• _TASK PROMPT_: Your task is to copy each line of the material that includes "session".
-- INFORMATION SHOWN follows --
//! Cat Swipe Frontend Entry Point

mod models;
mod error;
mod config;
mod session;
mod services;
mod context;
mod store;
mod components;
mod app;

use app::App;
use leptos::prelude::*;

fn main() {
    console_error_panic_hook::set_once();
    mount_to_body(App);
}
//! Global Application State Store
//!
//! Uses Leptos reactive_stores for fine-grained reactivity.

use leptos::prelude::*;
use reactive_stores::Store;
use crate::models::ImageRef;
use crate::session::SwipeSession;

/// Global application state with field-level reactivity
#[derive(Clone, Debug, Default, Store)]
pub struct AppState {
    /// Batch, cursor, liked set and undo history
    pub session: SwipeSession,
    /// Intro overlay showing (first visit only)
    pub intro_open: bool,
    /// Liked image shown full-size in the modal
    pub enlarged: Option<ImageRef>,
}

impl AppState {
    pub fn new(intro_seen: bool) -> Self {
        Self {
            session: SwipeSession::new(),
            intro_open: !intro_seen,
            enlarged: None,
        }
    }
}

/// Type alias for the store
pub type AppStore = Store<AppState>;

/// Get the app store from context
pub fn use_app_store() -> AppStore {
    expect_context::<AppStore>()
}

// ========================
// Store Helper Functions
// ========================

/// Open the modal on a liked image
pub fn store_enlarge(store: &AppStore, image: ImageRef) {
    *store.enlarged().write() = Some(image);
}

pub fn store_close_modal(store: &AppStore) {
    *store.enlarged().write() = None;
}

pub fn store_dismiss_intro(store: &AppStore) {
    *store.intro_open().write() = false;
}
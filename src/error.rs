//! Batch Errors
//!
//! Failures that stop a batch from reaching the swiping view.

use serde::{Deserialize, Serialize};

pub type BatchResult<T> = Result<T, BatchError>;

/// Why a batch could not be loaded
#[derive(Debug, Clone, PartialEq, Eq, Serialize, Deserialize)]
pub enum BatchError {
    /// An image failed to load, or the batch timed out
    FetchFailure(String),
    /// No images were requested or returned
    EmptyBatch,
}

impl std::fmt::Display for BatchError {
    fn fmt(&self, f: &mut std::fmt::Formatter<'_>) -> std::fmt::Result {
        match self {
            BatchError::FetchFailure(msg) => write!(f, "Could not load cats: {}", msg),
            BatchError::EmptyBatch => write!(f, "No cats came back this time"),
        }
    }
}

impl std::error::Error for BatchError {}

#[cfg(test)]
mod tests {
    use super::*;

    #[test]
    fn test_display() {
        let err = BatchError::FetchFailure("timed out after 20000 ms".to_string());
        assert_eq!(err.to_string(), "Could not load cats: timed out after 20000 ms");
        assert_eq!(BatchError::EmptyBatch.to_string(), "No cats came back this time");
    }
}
-- INFORMATION SHOWN concluded --
• _TASK ANSWER_:
mod session;
use crate::session::SwipeSession;
    pub session: SwipeSession,
            session: SwipeSession::new(),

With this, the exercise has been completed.